Thus, it is really not so strange
that in 1937 Schoenberg — having
recently fled Nazi Germany for
Southern California —should pause
from composing twelve-tone works
to orchestrate one of Brahms’ greatest
chamber works: the superb, irresistibly
melodious Piano Quartet in G Minor.
It was premiered by the Los Angeles
Philharmonic on May 7, 1938 (Brahms’
105 th birthday) and has almost been
absorbed into the orchestral repertoire
as Brahms’ “Fifth Symphony,” as
Schoenberg jokingly called it.
Though he did indeed stick faithfully
to Brahms’ own notes, Schoenberg was
much more creative in his work than he
admitted. Over the years, many have
observed that the original chamber
work—like so many Brahms wrote—
is so full-bodied in sound and so large-
scaled in conception that it virtually
demands an orchestra. Schoenberg
chose to score it for a very large orchestra
with plenty of woodwinds and brass
and a very well-stocked percussion
battery, including a very un-Brahmsian
instrument, the xylophone. His most
radical choice was to do away with the
piano, the dominant partner in the
original chamber score. Generally, he
selected orchestral sounds Brahms would
have very likely used, but as the work
progresses he gave himself more creative
latitude, culminating in a suitably bold,
brash treatment of the finale.
The original piano quartet was the
work that brought Brahms his first
fame in Vienna. Possibly begun as
early as 1855 and definitely completed
in the fall of 1861, it represents the
twenty-something Brahms in the first
bloom of his genius. When he brought
it to the Viennese home of pianist and
impresario Julius Epstein the next year,
Epstein and his violinist friend Joseph
Hellmesberger (leader of a famous
Viennese string quartet) were ecstatic
in their praise. “This is Beethoven’s
heir!” cried the violinist. A Brahms
concert was swiftly arranged, featuring
the composer playing the Quartet’s
formidable piano part along with
members of the Hellmesberger Quartet.
Christopher H. Gibbs describes the
quartet’s first movement as combining
“austerity—such as the spare beginning
and evaporating conclusion—with
Brahmsian lushness.” Brahms lavishly
rewards us with marvelous melodies
here (as he will throughout this work),
but his opening theme is strangely
remote and enigmatic. Stark and
angular, it opens with a four-note
pattern that Brahms immediately flips
upside down. The strings contribute
an energetic whirling motive that will
also be important in driving the music
forward.

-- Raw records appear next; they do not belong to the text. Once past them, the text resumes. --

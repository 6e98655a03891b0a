//! Repair-pass recovery through the public `parse` entry point.

use pretty_assertions::assert_eq;
use trilex::parse;

#[test]
fn test_trailing_comma_before_closing_brace() {
    let raw = "{\"modes\": {\"professional\": {\"definition\": \"d\",}}}";
    assert_eq!(parse(raw, "x").professional.definition, "d");
}

#[test]
fn test_trailing_comma_in_array() {
    let raw = r#"{"modes": {"professional": {"academicUsage": ["one", "two",]}}}"#;
    assert_eq!(parse(raw, "x").professional.academic_usage, vec!["one", "two"]);
}

#[test]
fn test_stray_control_character_in_string() {
    let raw = "{\"modes\": {\"professional\": {\"definition\": \"cle\u{0002}an\"}}}";
    assert_eq!(parse(raw, "x").professional.definition, "clean");
}

#[test]
fn test_literal_tabs_and_carriage_returns() {
    let raw = "{\r\n\t\"modes\": {\"professional\": {\"definition\": \"d\"}}\r\n}";
    assert_eq!(parse(raw, "x").professional.definition, "d");
}

#[test]
fn test_zero_width_and_bom_prefixes() {
    let raw = "\u{FEFF}\u{200B}{\"modes\": {\"professional\": {\"definition\": \"d\"}}}";
    assert_eq!(parse(raw, "x").professional.definition, "d");
}

#[test]
fn test_repaired_fenced_block() {
    let raw = "```json\n{\"modes\": {\"elementary\": {\"tips\": \"t\",}}}\n```";
    assert_eq!(parse(raw, "x").elementary.tips, "t");
}
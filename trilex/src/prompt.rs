//! Prompt construction for the language-model collaborator.
//!
//! The simplified prompt asks for one bare JSON object (the whole-response
//! strategy's fast path); the tri-mode prompt asks for the emoji-labeled
//! plain-text layout the heuristic extractor understands. Both exist because
//! some model backends follow JSON instructions reliably and some do not.

/// Prompt that narrows a frequency-ranked token list down to study-worthy
/// vocabulary. The model is asked for a bare comma-separated list.
pub fn refine_prompt(words: &[String]) -> String {
    format!(
        "Please identify and extract academic or valuable vocabulary words from the \
         following list. Focus on words that are important in academic contexts, \
         specialized terminology, or words that would be valuable for a language \
         learner to study. Exclude common everyday words, simple words, proper nouns, \
         and non-academic terms.\n\n\
         List of words: {}\n\n\
         Please return ONLY a comma-separated list of the academic words, with no \
         other text or explanations.",
        words.join(", ")
    )
}

/// Prompt requesting a three-tier entry as a single bare JSON object.
///
/// The schema matches [`TierContent::from_value`](crate::entry::TierContent::from_value):
/// a `modes` container with `professional`, `intermediate`, and `elementary`
/// tier objects.
pub fn entry_prompt(word: &str) -> String {
    format!(
        r#"Create a three-mode dictionary entry for the word "{word}" and return it as plain JSON. Return ONLY the JSON object, with no explanations and no code fences.

Format:
{{
  "word": "{word}",
  "modes": {{
    "professional": {{
      "title": "{word}",
      "definition": "academic definition in English",
      "pronunciation": "IPA transcription",
      "academicUsage": ["academic example sentence"],
      "everydayUse": ["everyday example sentence"],
      "associatedVocabulary": ["related term"],
      "grammar": ["grammar note"],
      "collocations": {{"collocation type": "collocation phrase"}},
      "synonyms": [{{"word": "synonym", "explanation": "short gloss"}}],
      "antonyms": [{{"word": "antonym", "explanation": "short gloss"}}]
    }},
    "intermediate": {{
      "title": "{word}",
      "definition": "简明中文释义",
      "pronunciation": "发音",
      "academicUsage": ["academic example sentence"],
      "everydayUse": ["everyday example sentence"],
      "associatedVocabulary": [{{"en": "English term", "zh": "中文释义"}}],
      "grammar": ["语法点"],
      "collocations": {{"搭配类型": "搭配词组"}},
      "synonyms": [{{"word": "同义词", "explanation": "解释"}}]
    }},
    "elementary": {{
      "title": "{word}",
      "definition": "简单中文解释",
      "pronunciation": "简化发音",
      "usage": ["simple example sentence"],
      "relatedWords": "related simple words",
      "tips": "memory aid",
      "similarWords": [{{"word": "simple synonym", "explanation": "解释"}}]
    }}
  }}
}}"#
    )
}

/// Prompt requesting the emoji-labeled plain-text layout, three modes
/// separated by the literal `###MODE_SEPARATOR` marker.
///
/// The section labels here are exactly the ones the heuristic extractor
/// scans for, per tier.
pub fn tri_mode_prompt(word: &str) -> String {
    format!(
        r#"Create a complete dictionary entry for the academic word "{word}" with the three presentation modes below. Separate the modes with the literal marker ###MODE_SEPARATOR and follow the section labels exactly, including the emoji.

Mode 1: professional English mode (fully in English, academic register)
📘 Word: {word}
🧠 Definition: [detailed academic definition]
🔊 Pronunciation: [IPA transcription]
🎯 Academic Usage:
• [academic example sentence 1]
• [academic example sentence 2]
💬 Everyday Use:
• [everyday example sentence 1]
• [everyday example sentence 2]
🔗 Associated Academic Vocabulary: [related academic terms, comma separated]
🧭 Grammar & Usage:
• [grammar note 1]
• [grammar note 2]
🔄 Collocations:
• [collocation type 1]: [collocation phrase]
• [collocation type 2]: [collocation phrase]
📝 Synonyms:
• [synonym 1] ([short gloss])
• [synonym 2] ([short gloss])
🚫 Antonyms:
• [antonym 1] ([short gloss])

###MODE_SEPARATOR

Mode 2: bilingual explanation mode (Chinese labels, English examples)
📘 词汇: {word}
🧠 定义: [简明中文释义]
🔊 发音: [音标]
🎯 学术用法:
• [English example sentence 1]
• [English example sentence 2]
💬 日常用法:
• [English example sentence 1]
• [English example sentence 2]
🔗 相关学术词汇: [term (中文释义), term (中文释义)]
🧭 语法与用法:
• [中文语法点 1]
• [中文语法点 2]
🔄 常见搭配:
• [搭配类型 1]: [搭配词组]
• [搭配类型 2]: [搭配词组]
📝 同义词:
• [同义词 1] ([中文解释])
• [同义词 2] ([中文解释])

###MODE_SEPARATOR

Mode 3: beginner mode (simple Chinese)
📘 词汇: {word}
🧠 意思: [非常简单的中文解释]
🔊 怎么读: [简化发音]
🎯 怎么用:
• [简单例句 1]
• [简单例句 2]
🔗 相关词汇: [简单相关词汇]
🧭 小贴士: [简单记忆方法]
📝 类似的词:
• [简单同义词 1] ([简单解释])

Follow the format strictly; keep the three modes independent and complete."#
    )
}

The rising second theme,
introduced by the cellos, is a real warm-
hearted, caressing melody. There is even
a lush third theme, rolling and rippling
upward from low strings to violins.
But with all these marvelous
melodies to choose from, Brahms sticks
with the angular first theme and the
whirling motive for his development
section. The recapitulation section
sneaks back in without our noticing.
Here Schoenberg provides an
enchanting scoring for the third
rippling theme—all airy woodwinds
and pizzicato strings.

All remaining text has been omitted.